From the entries below, output the line with "let mut out" and each following line up to and including the line with "fn to_int(args: &[Value])", exactly as written.
Data to examine Block Start
use std::fmt;
use std::ops::Deref;

#[derive(Debug, Clone, PartialEq, Eq, thiserror::Error)]
pub enum CodeError {
    #[error("opcode {op} undefined")]
    UnknownOpcode { op: u8 },
    #[error("operand {value} does not fit in {width} byte(s) of {name}")]
    OperandOverflow { name: &'static str, value: usize, width: usize },
    #[error("{name} takes {want} operand(s), got {got}")]
    OperandCount { name: &'static str, want: usize, got: usize },
    #[error("cannot patch instruction at {position}: {reason}")]
    PatchMismatch { position: usize, reason: &'static str },
}

// ── Opcodes ──────────────────────────────────────────────────────────
//
// One opcode byte followed by big-endian operands; widths per opcode are
// listed in `lookup`.

pub const OP_CONSTANT: u8 = 0;
pub const OP_ADD: u8 = 1;
pub const OP_SUB: u8 = 2;
pub const OP_MUL: u8 = 3;
pub const OP_DIV: u8 = 4;
pub const OP_POP: u8 = 5;
pub const OP_TRUE: u8 = 6;
pub const OP_FALSE: u8 = 7;
pub const OP_EQUAL: u8 = 8;
pub const OP_NOT_EQUAL: u8 = 9;
pub const OP_GREATER_THAN: u8 = 10;
pub const OP_GREATER_EQUAL: u8 = 11;
pub const OP_MINUS: u8 = 12;
pub const OP_BANG: u8 = 13;
pub const OP_JUMP_NOT_TRUTHY: u8 = 14;
pub const OP_JUMP: u8 = 15;
pub const OP_NULL: u8 = 16;
pub const OP_GET_GLOBAL: u8 = 17;
pub const OP_SET_GLOBAL: u8 = 18;
pub const OP_ARRAY: u8 = 19;
pub const OP_HASH: u8 = 20;
pub const OP_INDEX: u8 = 21;
pub const OP_CALL: u8 = 22;
pub const OP_RETURN_VALUE: u8 = 23;
pub const OP_RETURN: u8 = 24;
pub const OP_GET_LOCAL: u8 = 25;
pub const OP_SET_LOCAL: u8 = 26;
pub const OP_GET_BUILTIN: u8 = 27;
pub const OP_CLOSURE: u8 = 28;
pub const OP_GET_FREE: u8 = 29;
pub const OP_CURRENT_CLOSURE: u8 = 30;

#[derive(Debug, PartialEq, Eq)]
pub struct Definition {
    pub name: &'static str,
    pub operand_widths: &'static [usize],
}

impl Definition {
    /// Encoded size of the whole instruction, opcode included.
    pub fn len(&self) -> usize {
        1 + self.operand_widths.iter().sum::<usize>()
    }
}

pub fn lookup(op: u8) -> Result<&'static Definition, CodeError> {
    let def: &'static Definition = match op {
        OP_CONSTANT => &Definition { name: "OpConstant", operand_widths: &[2] },
        OP_ADD => &Definition { name: "OpAdd", operand_widths: &[] },
        OP_SUB => &Definition { name: "OpSub", operand_widths: &[] },
        OP_MUL => &Definition { name: "OpMul", operand_widths: &[] },
        OP_DIV => &Definition { name: "OpDiv", operand_widths: &[] },
        OP_POP => &Definition { name: "OpPop", operand_widths: &[] },
        OP_TRUE => &Definition { name: "OpTrue", operand_widths: &[] },
        OP_FALSE => &Definition { name: "OpFalse", operand_widths: &[] },
        OP_EQUAL => &Definition { name: "OpEqual", operand_widths: &[] },
        OP_NOT_EQUAL => &Definition { name: "OpNotEqual", operand_widths: &[] },
        OP_GREATER_THAN => &Definition { name: "OpGreaterThan", operand_widths: &[] },
        OP_GREATER_EQUAL => &Definition { name: "OpGreaterEqual", operand_widths: &[] },
        OP_MINUS => &Definition { name: "OpMinus", operand_widths: &[] },
        OP_BANG => &Definition { name: "OpBang", operand_widths: &[] },
        OP_JUMP_NOT_TRUTHY => &Definition { name: "OpJumpNotTruthy", operand_widths: &[2] },
        OP_JUMP => &Definition { name: "OpJump", operand_widths: &[2] },
        OP_NULL => &Definition { name: "OpNull", operand_widths: &[] },
        OP_GET_GLOBAL => &Definition { name: "OpGetGlobal", operand_widths: &[2] },
        OP_SET_GLOBAL => &Definition { name: "OpSetGlobal", operand_widths: &[2] },
        OP_ARRAY => &Definition { name: "OpArray", operand_widths: &[2] },
        OP_HASH => &Definition { name: "OpHash", operand_widths: &[2] },
        OP_INDEX => &Definition { name: "OpIndex", operand_widths: &[] },
        OP_CALL => &Definition { name: "OpCall", operand_widths: &[1] },
        OP_RETURN_VALUE => &Definition { name: "OpReturnValue", operand_widths: &[] },
        OP_RETURN => &Definition { name: "OpReturn", operand_widths: &[] },
        OP_GET_LOCAL => &Definition { name: "OpGetLocal", operand_widths: &[1] },
        OP_SET_LOCAL => &Definition { name: "OpSetLocal", operand_widths: &[1] },
        OP_GET_BUILTIN => &Definition { name: "OpGetBuiltin", operand_widths: &[1] },
        OP_CLOSURE => &Definition { name: "OpClosure", operand_widths: &[2, 1] },
        OP_GET_FREE => &Definition { name: "OpGetFree", operand_widths: &[1] },
        OP_CURRENT_CLOSURE => &Definition { name: "OpCurrentClosure", operand_widths: &[] },
        _ => return Err(CodeError::UnknownOpcode { op }),
    };
    Ok(def)
}

// ── Encoding ─────────────────────────────────────────────────────────

/// Encode one instruction. Fails when an operand does not fit its width.
pub fn make(op: u8, operands: &[usize]) -> Result<Vec<u8>, CodeError> {
    let def = lookup(op)?;
    if operands.len() != def.operand_widths.len() {
        return Err(CodeError::OperandCount {
            name: def.name,
            want: def.operand_widths.len(),
            got: operands.len(),
        });
    }

    let mut ins = Vec::with_capacity(def.len());
    ins.push(op);
    for (&value, &width) in operands.iter().zip(def.operand_widths) {
        if (value as u64) >> (8 * width) != 0 {
            return Err(CodeError::OperandOverflow { name: def.name, value, width });
        }
        let bytes = (value as u64).to_be_bytes();
        ins.extend_from_slice(&bytes[8 - width..]);
    }
    Ok(ins)
}

fn read_be(bytes: &[u8]) -> usize {
    bytes.iter().fold(0, |acc, &b| (acc << 8) | b as usize)
}

/// Decode the operands following an opcode. Returns the operands and the
/// number of bytes read; a truncated stream yields the operands that fit.
pub fn read_operands(def: &Definition, ins: &[u8]) -> (Vec<usize>, usize) {
    let mut operands = Vec::with_capacity(def.operand_widths.len());
    let mut offset = 0;
    for &width in def.operand_widths {
        let Some(bytes) = ins.get(offset..offset + width) else { break };
        operands.push(read_be(bytes));
        offset += width;
    }
    (operands, offset)
}

#[inline(always)]
pub fn read_u16(ins: &[u8], at: usize) -> usize {
    u16::from_be_bytes([ins[at], ins[at + 1]]) as usize
}

#[inline(always)]
pub fn read_u8(ins: &[u8], at: usize) -> usize {
    ins[at] as usize
}

// ── Instruction stream ───────────────────────────────────────────────

#[derive(Debug, Clone, Default, PartialEq, Eq)]
pub struct Instructions(Vec<u8>);

impl Instructions {
    pub fn new() -> Self {
        Instructions(Vec::new())
    }

    /// Append an encoded instruction, returning its starting offset.
    pub fn push(&mut self, ins: &[u8]) -> usize {
        let pos = self.0.len();
        self.0.extend_from_slice(ins);
        pos
    }

    pub fn truncate(&mut self, len: usize) {
        self.0.truncate(len);
    }

    /// Overwrite the instruction at `position` with `new`, which must encode the
    /// same opcode at the same width.
    pub fn patch(&mut self, position: usize, new: &[u8]) -> Result<(), CodeError> {
        let mismatch = |reason| CodeError::PatchMismatch { position, reason };

        let existing = *self.0.get(position).ok_or_else(|| mismatch("offset out of range"))?;
        let Some(&op) = new.first() else {
            return Err(mismatch("replacement is empty"));
        };
        if op != existing {
            return Err(mismatch("opcode differs"));
        }
        if new.len() != lookup(op)?.len() {
            return Err(mismatch("width differs"));
        }
        let end = position + new.len();
        if end > self.0.len() {
            return Err(mismatch("instruction runs past the end"));
        }
        self.0[position..end].copy_from_slice(new);
        Ok(())
    }

    pub fn as_bytes(&self) -> &[u8] {
        &self.0
    }
}

impl Deref for Instructions {
    type Target = [u8];

    fn deref(&self) -> &[u8] {
        &self.0
    }
}

impl From<Vec<u8>> for Instructions {
    fn from(bytes: Vec<u8>) -> Self {
        Instructions(bytes)
    }
}

impl FromIterator<Vec<u8>> for Instructions {
    fn from_iter<I: IntoIterator<Item = Vec<u8>>>(iter: I) -> Self {
        Instructions(iter.into_iter().flatten().collect())
    }
}

/// Disassembly, one instruction per line: `0003 OpConstant 2`.
impl fmt::Display for Instructions {
    fn fmt(&self, f: &mut fmt::Formatter<'_>) -> fmt::Result {
        let mut i = 0;
        while i < self.0.len() {
            let def = match lookup(self.0[i]) {
                Ok(def) => def,
                Err(e) => {
                    writeln!(f, "{:04} ERROR: {}", i, e)?;
                    i += 1;
                    continue;
                }
            };
            let (operands, read) = read_operands(def, &self.0[i + 1..]);
            write!(f, "{:04} {}", i, def.name)?;
            for operand in &operands {
                write!(f, " {}", operand)?;
            }
            if operands.len() != def.operand_widths.len() {
                write!(f, " ERROR: truncated")?;
            }
            writeln!(f)?;
            i += 1 + read;
        }
        Ok(())
    }
}
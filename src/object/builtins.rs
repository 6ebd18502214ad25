use std::rc::Rc;

use super::Value;

type BuiltinResult = Result<Value, String>;

/// A native function callable from Monkey code.
#[derive(Debug)]
pub struct Builtin {
    pub name: &'static str,
    func: fn(&[Value]) -> BuiltinResult,
}

impl Builtin {
    /// Failures come back in-band as `Value::Error`.
    pub fn call(&self, args: &[Value]) -> Value {
        (self.func)(args).unwrap_or_else(Value::Error)
    }
}

/// Fixed registry. The position of each entry is the operand of `OpGetBuiltin`,
/// so entries are only ever appended.
pub static BUILTINS: &[Builtin] = &[
    Builtin { name: "len", func: len },
    Builtin { name: "exit", func: exit },
    Builtin { name: "push", func: push },
    Builtin { name: "last", func: last },
    Builtin { name: "rest", func: rest },
    Builtin { name: "puts", func: puts },
    Builtin { name: "keys", func: keys },
    Builtin { name: "first", func: first },
    Builtin { name: "toInt", func: to_int },
    Builtin { name: "values", func: values },
    Builtin { name: "toBool", func: to_bool },
];

pub fn lookup(name: &str) -> Option<&'static Builtin> {
    BUILTINS.iter().find(|b| b.name == name)
}

fn arity(args: &[Value], want: usize) -> Result<(), String> {
    if args.len() != want {
        return Err(format!("wrong number of arguments. got={}, want={}", args.len(), want));
    }
    Ok(())
}

fn array_arg<'a>(name: &str, arg: &'a Value) -> Result<&'a [Value], String> {
    match arg {
        Value::Array(items) => Ok(items),
        other => Err(format!("argument to `{}` must be ARRAY, got {}", name, other.type_name())),
    }
}

fn len(args: &[Value]) -> BuiltinResult {
    arity(args, 1)?;
    let n = match &args[0] {
        Value::Text(s) => s.len(),
        Value::Array(items) => items.len(),
        other => return Err(format!("argument to `len` not supported, got {}", other.type_name())),
    };
    Ok(Value::Integer(n as i64))
}

fn exit(args: &[Value]) -> BuiltinResult {
    let code = match args {
        [] => 0,
        [Value::Integer(n)] if (0..=125).contains(n) => *n as i32,
        [Value::Integer(_)] => return Err("invalid exit code. should be within 0 to 125".into()),
        [other] => {
            return Err(format!("argument to `exit` must be INTEGER or none, got {}", other.type_name()));
        }
        _ => {
            return Err(format!("wrong number of arguments. got={}, want=0 or 1", args.len()));
        }
    };
    tracing::debug!(code, "exit builtin called");
    std::process::exit(code)
}

fn push(args: &[Value]) -> BuiltinResult {
    arity(args, 2)?;
    let items = array_arg("push", &args[0])?;
    let mut out = Vec::with_capacity(items.len() + 1);
    out.extend_from_slice(items);
    out.push(args[1].clone());
    Ok(Value::array(out))
}

fn first(args: &[Value]) -> BuiltinResult {
    arity(args, 1)?;
    let items = array_arg("first", &args[0])?;
    Ok(items.first().cloned().unwrap_or(Value::Null))
}

fn last(args: &[Value]) -> BuiltinResult {
    arity(args, 1)?;
    let items = array_arg("last", &args[0])?;
    Ok(items.last().cloned().unwrap_or(Value::Null))
}

fn rest(args: &[Value]) -> BuiltinResult {
    arity(args, 1)?;
    let items = array_arg("rest", &args[0])?;
    match items.split_first() {
        Some((_, tail)) => Ok(Value::array(tail.to_vec())),
        None => Ok(Value::Null),
    }
}

fn puts(args: &[Value]) -> BuiltinResult {
    let line: Vec<String> = args.iter().map(|a| a.to_string()).collect();
    println!("{}", line.join(" "));
    Ok(Value::Null)
}

fn keys(args: &[Value]) -> BuiltinResult {
    arity(args, 1)?;
    match &args[0] {
        Value::Hash(pairs) => Ok(Value::array(pairs.keys().map(|k| k.to_value()).collect())),
        other => Err(format!("argument to `keys` must be HASH, got {}", other.type_name())),
    }
}

fn values(args: &[Value]) -> BuiltinResult {
    arity(args, 1)?;
    match &args[0] {
        Value::Hash(pairs) => Ok(Value::Array(Rc::new(pairs.values().cloned().collect()))),
        other => Err(format!("argument to `values` must be HASH, got {}", other.type_name())),
    }
}

fn to_int(args: &[Value]) -> BuiltinResult {
    arity(args, 1)?;
    match &args[0] {
        Value::Integer(n) => Ok(Value::Integer(*n)),
        Value::Boolean(b) => Ok(Value::Integer(*b as i64)),
        Value::Null => Ok(Value::Integer(0)),
        other => Err(format!("invalid argument type. got {}", other.type_name())),
    }
}

fn to_bool(args: &[Value]) -> BuiltinResult {
    arity(args, 1)?;
    let b = match &args[0] {
        Value::Integer(n) => *n != 0,
        Value::Text(s) => !s.is_empty(),
        Value::Boolean(b) => *b,
        Value::Array(items) => !items.is_empty(),
        Value::Hash(pairs) => !pairs.is_empty(),
        Value::Null => false,
        other => return Err(format!("invalid argument type. got {}", other.type_name())),
    };
    Ok(Value::Boolean(b))
}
Data to examine Block End
Task answer:
    let mut out = Vec::with_capacity(items.len() + 1);
    out.extend_from_slice(items);
    out.push(args[1].clone());
    Ok(Value::array(out))
}

fn first(args: &[Value]) -> BuiltinResult {
    arity(args, 1)?;
    let items = array_arg("first", &args[0])?;
    Ok(items.first().cloned().unwrap_or(Value::Null))
}

fn last(args: &[Value]) -> BuiltinResult {
    arity(args, 1)?;
    let items = array_arg("last", &args[0])?;
    Ok(items.last().cloned().unwrap_or(Value::Null))
}

fn rest(args: &[Value]) -> BuiltinResult {
    arity(args, 1)?;
    let items = array_arg("rest", &args[0])?;
    match items.split_first() {
        Some((_, tail)) => Ok(Value::array(tail.to_vec())),
        None => Ok(Value::Null),
    }
}

fn puts(args: &[Value]) -> BuiltinResult {
    let line: Vec<String> = args.iter().map(|a| a.to_string()).collect();
    println!("{}", line.join(" "));
    Ok(Value::Null)
}

fn keys(args: &[Value]) -> BuiltinResult {
    arity(args, 1)?;
    match &args[0] {
        Value::Hash(pairs) => Ok(Value::array(pairs.keys().map(|k| k.to_value()).collect())),
        other => Err(format!("argument to `keys` must be HASH, got {}", other.type_name())),
    }
}

fn values(args: &[Value]) -> BuiltinResult {
    arity(args, 1)?;
    match &args[0] {
        Value::Hash(pairs) => Ok(Value::Array(Rc::new(pairs.values().cloned().collect()))),
        other => Err(format!("argument to `values` must be HASH, got {}", other.type_name())),
    }
}

fn to_int(args: &[Value]) -> BuiltinResult {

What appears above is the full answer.